→ **Work item**:
Write out exactly the lines running from the line that includes "pub use cached::CachedStats;" to the end of the data, both ends included, and nothing besides.

--

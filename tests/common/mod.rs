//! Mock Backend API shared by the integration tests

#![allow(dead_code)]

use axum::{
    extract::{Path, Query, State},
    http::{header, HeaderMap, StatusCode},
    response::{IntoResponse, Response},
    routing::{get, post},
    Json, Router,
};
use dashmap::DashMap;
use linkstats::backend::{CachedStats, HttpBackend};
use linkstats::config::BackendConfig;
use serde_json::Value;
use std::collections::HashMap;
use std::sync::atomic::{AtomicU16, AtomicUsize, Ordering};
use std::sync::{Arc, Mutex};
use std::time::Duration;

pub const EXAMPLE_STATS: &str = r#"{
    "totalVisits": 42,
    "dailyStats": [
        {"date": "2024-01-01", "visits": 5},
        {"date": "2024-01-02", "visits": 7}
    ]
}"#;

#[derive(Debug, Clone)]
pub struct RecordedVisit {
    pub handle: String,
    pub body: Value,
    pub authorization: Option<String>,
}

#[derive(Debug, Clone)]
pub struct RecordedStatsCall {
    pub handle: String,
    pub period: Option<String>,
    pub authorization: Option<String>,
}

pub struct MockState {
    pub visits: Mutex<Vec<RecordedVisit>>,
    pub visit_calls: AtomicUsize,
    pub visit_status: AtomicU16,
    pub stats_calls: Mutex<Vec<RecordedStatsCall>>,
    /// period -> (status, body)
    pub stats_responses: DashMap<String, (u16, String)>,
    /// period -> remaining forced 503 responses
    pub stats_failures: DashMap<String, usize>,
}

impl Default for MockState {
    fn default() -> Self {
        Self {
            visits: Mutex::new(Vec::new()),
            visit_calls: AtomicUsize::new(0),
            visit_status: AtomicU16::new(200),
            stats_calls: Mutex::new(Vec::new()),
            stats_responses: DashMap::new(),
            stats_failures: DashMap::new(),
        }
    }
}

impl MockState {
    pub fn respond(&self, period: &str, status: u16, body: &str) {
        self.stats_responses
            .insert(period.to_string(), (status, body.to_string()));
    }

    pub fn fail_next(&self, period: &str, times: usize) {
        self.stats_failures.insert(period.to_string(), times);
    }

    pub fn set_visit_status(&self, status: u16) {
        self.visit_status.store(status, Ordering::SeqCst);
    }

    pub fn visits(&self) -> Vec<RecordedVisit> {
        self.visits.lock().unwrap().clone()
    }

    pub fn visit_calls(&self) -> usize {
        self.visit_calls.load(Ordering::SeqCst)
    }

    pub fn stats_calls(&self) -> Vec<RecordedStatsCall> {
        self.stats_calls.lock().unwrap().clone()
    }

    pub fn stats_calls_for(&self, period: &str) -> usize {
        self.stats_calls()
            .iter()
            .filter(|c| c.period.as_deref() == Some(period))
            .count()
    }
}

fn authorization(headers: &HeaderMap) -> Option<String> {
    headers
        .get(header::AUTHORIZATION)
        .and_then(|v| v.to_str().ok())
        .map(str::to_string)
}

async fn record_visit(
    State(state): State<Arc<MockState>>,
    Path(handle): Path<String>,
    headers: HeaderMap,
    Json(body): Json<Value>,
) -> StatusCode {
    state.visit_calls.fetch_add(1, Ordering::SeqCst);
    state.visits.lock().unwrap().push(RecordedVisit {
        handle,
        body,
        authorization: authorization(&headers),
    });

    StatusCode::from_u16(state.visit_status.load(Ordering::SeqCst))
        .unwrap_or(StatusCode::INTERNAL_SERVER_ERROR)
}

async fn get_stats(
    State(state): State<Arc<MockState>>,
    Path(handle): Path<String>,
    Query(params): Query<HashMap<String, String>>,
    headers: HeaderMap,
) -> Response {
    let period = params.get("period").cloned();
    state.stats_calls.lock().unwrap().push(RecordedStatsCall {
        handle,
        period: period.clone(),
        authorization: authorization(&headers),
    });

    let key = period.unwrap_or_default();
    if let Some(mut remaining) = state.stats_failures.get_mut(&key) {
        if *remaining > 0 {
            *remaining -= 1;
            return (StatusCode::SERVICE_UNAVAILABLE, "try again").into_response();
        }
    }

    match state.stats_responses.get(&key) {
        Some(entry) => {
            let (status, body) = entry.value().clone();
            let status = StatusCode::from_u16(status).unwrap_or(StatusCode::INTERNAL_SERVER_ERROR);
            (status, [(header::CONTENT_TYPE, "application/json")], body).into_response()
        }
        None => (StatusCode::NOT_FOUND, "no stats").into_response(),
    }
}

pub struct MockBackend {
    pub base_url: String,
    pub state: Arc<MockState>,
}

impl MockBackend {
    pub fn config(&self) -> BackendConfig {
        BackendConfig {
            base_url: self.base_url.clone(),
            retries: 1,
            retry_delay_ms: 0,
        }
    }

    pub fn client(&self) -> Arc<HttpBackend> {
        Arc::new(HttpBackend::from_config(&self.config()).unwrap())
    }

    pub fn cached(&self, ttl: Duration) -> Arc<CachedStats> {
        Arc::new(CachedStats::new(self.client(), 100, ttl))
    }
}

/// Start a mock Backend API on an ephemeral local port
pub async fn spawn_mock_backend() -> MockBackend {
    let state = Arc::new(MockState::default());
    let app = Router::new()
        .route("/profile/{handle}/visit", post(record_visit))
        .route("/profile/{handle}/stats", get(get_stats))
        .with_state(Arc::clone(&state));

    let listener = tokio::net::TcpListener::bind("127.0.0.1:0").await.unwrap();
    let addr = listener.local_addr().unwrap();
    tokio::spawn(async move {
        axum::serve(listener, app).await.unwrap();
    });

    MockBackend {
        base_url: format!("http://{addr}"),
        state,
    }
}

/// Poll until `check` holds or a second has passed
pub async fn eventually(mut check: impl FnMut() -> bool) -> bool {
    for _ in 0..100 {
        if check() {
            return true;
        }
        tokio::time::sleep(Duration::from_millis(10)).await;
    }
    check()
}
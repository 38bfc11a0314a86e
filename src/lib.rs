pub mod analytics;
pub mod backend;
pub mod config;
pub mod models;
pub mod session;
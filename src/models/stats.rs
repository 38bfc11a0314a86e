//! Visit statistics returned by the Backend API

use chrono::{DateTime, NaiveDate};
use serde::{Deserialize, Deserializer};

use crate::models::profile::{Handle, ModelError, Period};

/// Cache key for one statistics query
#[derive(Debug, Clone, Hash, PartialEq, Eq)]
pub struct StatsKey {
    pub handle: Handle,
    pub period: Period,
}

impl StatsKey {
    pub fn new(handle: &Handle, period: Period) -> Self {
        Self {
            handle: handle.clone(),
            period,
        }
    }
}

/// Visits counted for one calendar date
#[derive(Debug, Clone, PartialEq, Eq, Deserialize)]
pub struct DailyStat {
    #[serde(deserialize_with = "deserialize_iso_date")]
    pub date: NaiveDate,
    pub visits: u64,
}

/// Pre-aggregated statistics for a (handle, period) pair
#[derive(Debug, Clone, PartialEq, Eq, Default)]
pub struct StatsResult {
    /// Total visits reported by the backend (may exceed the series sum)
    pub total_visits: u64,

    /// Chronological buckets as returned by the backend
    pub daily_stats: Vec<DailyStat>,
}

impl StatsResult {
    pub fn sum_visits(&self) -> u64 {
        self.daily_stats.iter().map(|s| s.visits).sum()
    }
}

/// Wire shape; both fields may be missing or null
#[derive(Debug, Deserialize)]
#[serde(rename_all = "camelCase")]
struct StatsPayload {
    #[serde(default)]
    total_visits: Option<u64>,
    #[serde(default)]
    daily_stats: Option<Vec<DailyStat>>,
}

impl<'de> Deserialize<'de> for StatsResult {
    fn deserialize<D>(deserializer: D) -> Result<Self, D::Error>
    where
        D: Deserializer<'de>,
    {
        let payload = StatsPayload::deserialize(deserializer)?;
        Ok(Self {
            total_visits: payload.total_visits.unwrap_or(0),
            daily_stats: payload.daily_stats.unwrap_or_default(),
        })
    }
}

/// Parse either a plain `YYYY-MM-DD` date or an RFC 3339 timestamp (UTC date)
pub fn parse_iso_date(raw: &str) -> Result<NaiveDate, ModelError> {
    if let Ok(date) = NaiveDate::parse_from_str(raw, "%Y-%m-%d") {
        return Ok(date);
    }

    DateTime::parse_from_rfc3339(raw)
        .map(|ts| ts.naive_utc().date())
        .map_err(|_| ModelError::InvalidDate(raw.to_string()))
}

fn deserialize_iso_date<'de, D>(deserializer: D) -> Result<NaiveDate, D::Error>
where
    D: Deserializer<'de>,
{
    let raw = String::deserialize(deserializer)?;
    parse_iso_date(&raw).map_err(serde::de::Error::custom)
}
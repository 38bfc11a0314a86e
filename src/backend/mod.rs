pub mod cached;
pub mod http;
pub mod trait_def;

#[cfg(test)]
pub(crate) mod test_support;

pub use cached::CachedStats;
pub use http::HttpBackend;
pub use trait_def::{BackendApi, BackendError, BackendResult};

--

→ **Answer to this problem**:
pub use cached::CachedStats;
pub use http::HttpBackend;
pub use trait_def::{BackendApi, BackendError, BackendResult};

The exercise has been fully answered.